The wage will rise from $7.25 an hour to $8 in January. After that, it will reach $8.25 in July 2015 and $8.75 in July 2016. It will go up to $9.25 in July 2017, before reaching the top amount in 2018.
The Democratic governor, who is considering a run for president in 2016, made the minimum wage increase a top priority of his eighth and final regular legislative session.
O'Malley, who is term limited, said the minimum wage hike dovetailed with other initiatives during his tenure aimed at lifting people out of poverty and increasing opportunity for all state residents. The governor noted increases in school construction funding, holding back on college tuition increases and increasing infrastructure spending on wastewater facilities and transportation as other hallmarks of this two terms in office with Lt. Gov. Anthony Brown, who is running for governor. O'Malley said the wage hikes were needed to help families now relying on minimum-wage jobs.

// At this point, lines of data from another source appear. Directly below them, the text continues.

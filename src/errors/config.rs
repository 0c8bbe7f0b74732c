// Copyright (c) 2025 Steve Wagner (ciroque@live.com)
// SPDX-License-Identifier: MIT

//! Errors for loading pipeline descriptions and turning them into pipelines.

use thiserror::Error;

use crate::errors::PipelineError;

#[derive(Error, Debug)]
pub enum ConfigError {
    #[error("I/O error: {0}")]
    Io(#[from] std::io::Error),

    #[error("Invalid YAML pipeline description: {0}")]
    Yaml(#[from] serde_yaml::Error),

    #[error("Invalid TOML pipeline description: {0}")]
    Toml(#[from] toml::de::Error),

    #[error("Unsupported pipeline description format: '{0}' (expected .yaml, .yml or .toml)")]
    UnsupportedFormat(String),

    #[error("Module '{module_id}' is missing the '{field}' field")]
    MissingField {
        module_id: String,
        field: &'static str,
    },

    #[error("Unknown local processor implementation: '{0}'")]
    UnknownProcessor(String),

    #[error("Invalid option '{option}' for module '{module_id}': {reason}")]
    InvalidOption {
        module_id: String,
        option: String,
        reason: String,
    },

    #[error(transparent)]
    Pipeline(#[from] PipelineError),
}
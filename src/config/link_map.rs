// Copyright (c) 2025 Steve Wagner (ciroque@live.com)
// SPDX-License-Identifier: MIT

use serde::Deserialize;
use serde_json::Value;
use std::collections::HashMap;

use crate::errors::{PipelineError, SlotSide};
use crate::traits::{InputKeys, ModuleOutputs};

/// A directed edge sending one of `src`'s outputs to one of `dest`'s inputs.
///
/// Either slot may be left out:
/// - without `src_slot` the source must produce exactly one output, which is forwarded
/// - without `dest_slot` the destination must declare exactly one input slot, which receives it
#[derive(Debug, Clone, PartialEq, Eq, Deserialize)]
pub struct Link {
    pub src: String,
    pub dest: String,
    #[serde(default)]
    pub src_slot: Option<String>,
    #[serde(default)]
    pub dest_slot: Option<String>,
}

impl Link {
    /// A link that relies on default slot resolution at both ends
    pub fn new(src: impl Into<String>, dest: impl Into<String>) -> Self {
        Self {
            src: src.into(),
            dest: dest.into(),
            src_slot: None,
            dest_slot: None,
        }
    }

    pub fn with_src_slot(mut self, slot: impl Into<String>) -> Self {
        self.src_slot = Some(slot.into());
        self
    }

    pub fn with_dest_slot(mut self, slot: impl Into<String>) -> Self {
        self.dest_slot = Some(slot.into());
        self
    }

    /// Pick the value this link forwards out of the source module's outputs.
    pub fn resolve_output(&self, outputs: &ModuleOutputs) -> Result<Value, PipelineError> {
        match &self.src_slot {
            Some(slot) => outputs
                .get(slot)
                .cloned()
                .ok_or_else(|| PipelineError::MissingOutputSlot {
                    module_key: self.src.clone(),
                    slot: slot.clone(),
                }),
            None => {
                if outputs.len() != 1 {
                    return Err(self.ambiguous(SlotSide::Source, outputs.len()));
                }
                // len == 1 checked above
                Ok(outputs.values().next().cloned().unwrap_or(Value::Null))
            }
        }
    }

    /// Name the destination input slot this link fills.
    pub fn resolve_dest_slot(&self, dest_keys: &InputKeys) -> Result<String, PipelineError> {
        match &self.dest_slot {
            Some(slot) => Ok(slot.clone()),
            None => dest_keys
                .single()
                .cloned()
                .ok_or_else(|| self.ambiguous(SlotSide::Destination, dest_keys.len())),
        }
    }

    fn ambiguous(&self, side: SlotSide, count: usize) -> PipelineError {
        PipelineError::AmbiguousSlot {
            src: self.src.clone(),
            dest: self.dest.clone(),
            side,
            count,
        }
    }
}

/// Edge index: source key to its outgoing links, in insertion order.
///
/// A key with no entry is a leaf. Insertion order is what the scheduler falls back
/// on when two modules have no ancestry relation, so it is never re-sorted.
#[derive(Debug, Clone, Default)]
pub struct LinkMap(pub HashMap<String, Vec<Link>>);

impl LinkMap {
    /// Create a new empty link map
    pub fn new() -> Self {
        Self(HashMap::new())
    }

    /// Append a link to its source's outgoing list
    pub fn add(&mut self, link: Link) {
        self.0.entry(link.src.clone()).or_default().push(link);
    }

    /// Outgoing links of a module, empty when it has none
    pub fn get_links(&self, src: &str) -> &[Link] {
        self.0.get(src).map(Vec::as_slice).unwrap_or(&[])
    }

    /// Whether a module has any outgoing link
    pub fn has_outgoing(&self, src: &str) -> bool {
        !self.get_links(src).is_empty()
    }

    /// Every link in the graph
    pub fn links(&self) -> impl Iterator<Item = &Link> {
        self.0.values().flatten()
    }

    /// Keys of the modules that link directly from `src`
    pub fn children<'a>(&'a self, src: &str) -> impl Iterator<Item = &'a String> + 'a {
        self.get_links(src).iter().map(|link| &link.dest)
    }
}
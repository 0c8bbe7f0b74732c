// Copyright (c) 2025 Steve Wagner (ciroque@live.com)
// SPDX-License-Identifier: MIT

pub mod backends;   // built-in module kinds
pub mod config;     // registries + pipeline descriptions
pub mod engine;     // graph store + scheduler
pub mod errors;     // error handling
pub mod observability;
pub mod traits;     // module capability
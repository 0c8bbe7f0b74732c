// Copyright (c) 2025 Steve Wagner (ciroque@live.com)
// SPDX-License-Identifier: MIT

//! Modules backed by a plain closure.

use async_trait::async_trait;
use std::fmt;
use std::sync::Arc;

use crate::errors::ModuleError;
use crate::traits::{InputKeys, Module, ModuleInputs, ModuleOutputs, OutputKeys};

/// The body of a [`FnModule`].
pub type ModuleFn = Arc<dyn Fn(ModuleInputs) -> Result<ModuleOutputs, ModuleError> + Send + Sync>;

/// A module whose work is a synchronous closure over its inputs.
///
/// ```rust
/// use dagwood_pipeline::backends::function::FnModule;
/// use dagwood_pipeline::traits::{InputKeys, ModuleOutputs, OutputKeys};
/// use serde_json::json;
///
/// let double = FnModule::new(
///     InputKeys::from_required(["n"]),
///     OutputKeys::from_slots(["doubled"]),
///     |inputs| {
///         let n = inputs["n"].as_i64().unwrap_or_default();
///         Ok(ModuleOutputs::from([("doubled".to_string(), json!(n * 2))]))
///     },
/// );
/// ```
#[derive(Clone)]
pub struct FnModule {
    input_keys: InputKeys,
    output_keys: OutputKeys,
    body: ModuleFn,
}

impl FnModule {
    pub fn new<F>(input_keys: InputKeys, output_keys: OutputKeys, body: F) -> Self
    where
        F: Fn(ModuleInputs) -> Result<ModuleOutputs, ModuleError> + Send + Sync + 'static,
    {
        Self {
            input_keys,
            output_keys,
            body: Arc::new(body),
        }
    }
}

impl fmt::Debug for FnModule {
    fn fmt(&self, f: &mut fmt::Formatter<'_>) -> fmt::Result {
        f.debug_struct("FnModule")
            .field("input_keys", &self.input_keys)
            .field("output_keys", &self.output_keys)
            .finish_non_exhaustive()
    }
}

#[async_trait]
impl Module for FnModule {
    fn input_keys(&self) -> InputKeys {
        self.input_keys.clone()
    }

    fn output_keys(&self) -> OutputKeys {
        self.output_keys.clone()
    }

    async fn run_component(&self, inputs: ModuleInputs) -> Result<ModuleOutputs, ModuleError> {
        (self.body)(inputs)
    }

    fn name(&self) -> &'static str {
        "function"
    }
}
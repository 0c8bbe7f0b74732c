// Copyright (c) 2025 Steve Wagner (ciroque@live.com)
// SPDX-License-Identifier: MIT

pub mod factory;
pub mod modules;

pub use factory::LocalModuleFactory;
pub use modules::*;
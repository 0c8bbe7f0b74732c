// Copyright (c) 2025 Steve Wagner (ciroque@live.com)
// SPDX-License-Identifier: MIT

use async_trait::async_trait;
use serde_json::Value;
use std::collections::{BTreeSet, HashMap};

use crate::errors::ModuleError;

/// Named input values handed to a module, keyed by input slot.
pub type ModuleInputs = HashMap<String, Value>;

/// Named output values produced by a module, keyed by output slot.
pub type ModuleOutputs = HashMap<String, Value>;

/// The input slots a module declares.
///
/// Required and optional slots are kept apart so a module can reject a call that
/// is missing a required argument. The scheduler's readiness gate does not care
/// about the distinction: a module is ready once every declared slot is filled.
#[derive(Debug, Clone, Default, PartialEq, Eq)]
pub struct InputKeys {
    pub required: BTreeSet<String>,
    pub optional: BTreeSet<String>,
}

impl InputKeys {
    /// Input keys made only of required slots.
    pub fn from_required<I, S>(slots: I) -> Self
    where
        I: IntoIterator<Item = S>,
        S: Into<String>,
    {
        Self {
            required: slots.into_iter().map(Into::into).collect(),
            optional: BTreeSet::new(),
        }
    }

    /// Add optional slots to an existing key set.
    ///
    /// A slot that is already required stays required.
    pub fn with_optional<I, S>(mut self, slots: I) -> Self
    where
        I: IntoIterator<Item = S>,
        S: Into<String>,
    {
        for slot in slots.into_iter().map(Into::into) {
            if !self.required.contains(&slot) {
                self.optional.insert(slot);
            }
        }
        self
    }

    /// Every distinct declared slot, required first.
    pub fn all(&self) -> impl Iterator<Item = &String> {
        self.required.iter().chain(
            self.optional
                .iter()
                .filter(move |slot| !self.required.contains(slot.as_str())),
        )
    }

    /// Number of distinct declared slots, required and optional together.
    pub fn len(&self) -> usize {
        self.all().count()
    }

    pub fn is_empty(&self) -> bool {
        self.len() == 0
    }

    pub fn contains(&self, slot: &str) -> bool {
        self.required.contains(slot) || self.optional.contains(slot)
    }

    /// The only declared slot, if there is exactly one.
    pub fn single(&self) -> Option<&String> {
        if self.len() == 1 {
            self.all().next()
        } else {
            None
        }
    }
}

/// The output slots a module declares.
#[derive(Debug, Clone, Default, PartialEq, Eq)]
pub struct OutputKeys(pub BTreeSet<String>);

impl OutputKeys {
    pub fn from_slots<I, S>(slots: I) -> Self
    where
        I: IntoIterator<Item = S>,
        S: Into<String>,
    {
        Self(slots.into_iter().map(Into::into).collect())
    }

    pub fn iter(&self) -> impl Iterator<Item = &String> {
        self.0.iter()
    }

    pub fn len(&self) -> usize {
        self.0.len()
    }

    pub fn is_empty(&self) -> bool {
        self.0.is_empty()
    }

    pub fn contains(&self, slot: &str) -> bool {
        self.0.contains(slot)
    }
}

/// A unit of work that can be wired into a pipeline.
///
/// A module declares the slots it reads and writes and turns a complete set of
/// named inputs into a set of named outputs. A `Pipeline` implements this trait
/// too, which is how pipelines nest.
#[async_trait]
pub trait Module: Send + Sync {
    fn input_keys(&self) -> InputKeys;

    fn output_keys(&self) -> OutputKeys;

    /// Check inputs before the module runs.
    ///
    /// The default rejects a call that is missing any required slot.
    fn validate_inputs(&self, inputs: &ModuleInputs) -> Result<(), ModuleError> {
        let missing: Vec<String> = self
            .input_keys()
            .required
            .iter()
            .filter(|slot| !inputs.contains_key(slot.as_str()))
            .cloned()
            .collect();

        if missing.is_empty() {
            Ok(())
        } else {
            Err(ModuleError::MissingInputs { slots: missing })
        }
    }

    async fn run_component(&self, inputs: ModuleInputs) -> Result<ModuleOutputs, ModuleError>;

    fn name(&self) -> &'static str;
}

#[cfg(test)]
mod tests {
    use super::*;

    #[test]
    fn test_input_keys_count_required_and_optional() {
        let keys = InputKeys::from_required(["query"]).with_optional(["context"]);

        assert_eq!(keys.len(), 2);
        assert!(keys.contains("query"));
        assert!(keys.contains("context"));
        assert!(keys.single().is_none());
        assert_eq!(keys.all().cloned().collect::<Vec<_>>(), vec!["query", "context"]);
    }

    #[test]
    fn test_single_slot() {
        let keys = InputKeys::from_required(["input"]);
        assert_eq!(keys.single().map(String::as_str), Some("input"));

        let optional_only = InputKeys::default().with_optional(["hint"]);
        assert_eq!(optional_only.single().map(String::as_str), Some("hint"));

        assert!(InputKeys::default().single().is_none());
    }

    #[test]
    fn test_slot_declared_both_ways_counts_once() {
        let keys = InputKeys::from_required(["x"]).with_optional(["x", "hint"]);

        assert_eq!(keys.len(), 2);
        assert!(keys.optional.contains("hint"));
        assert!(!keys.optional.contains("x"));

        // Fields are public, so an overlap can still be built by hand
        let overlapping = InputKeys {
            required: BTreeSet::from(["x".to_string()]),
            optional: BTreeSet::from(["x".to_string()]),
        };
        assert_eq!(overlapping.len(), 1);
        assert_eq!(overlapping.single().map(String::as_str), Some("x"));
    }
}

"It is not fair, it is not right, it is not just that people should play by the rules, work 16-hour days and still be raising their children in poverty — not in our state," O'Malley said.
The final bill approved by Maryland lawmakers was scaled back substantially in the Democrat-controlled General Assembly, compared to what O'Malley initially proposed. For example, lawmakers took out a provision that would have indexed the minimum wage to keep up with inflation.
Lawmakers also delayed when increases would take effect. For example, the House of Delegates delayed when the wage would increase from July 1 to Jan 1 in the next three years, making the $10.10 increase effective Jan. 1, 2017. The Senate delayed the increases even further, with the top scale put off until July 1, 2018.
Still, the measure's passage added a victory to the governor's list of accomplishments as he considers a White House bid. His initiatives have been criticized by outnumbered Maryland Republicans as too liberal and harmful to businesses and the state's economy.
U.S. Labor Secretary Tom Perez, who served as labor secretary in O'Malley's administration, returned to Annapolis to applaud the minimum wage increase. Perez said President Barack Obama, who supports a national minimum wage increase, often says change doesn't start in Washington.
"Change comes to Washington, and the example that you have shown here in Maryland and the example in states like Hawaii, Connecticut , West Virginia, Minnesota, Delaware— these are states that just in the last couple of months have raised the minimum wage," Perez said. "You are leading."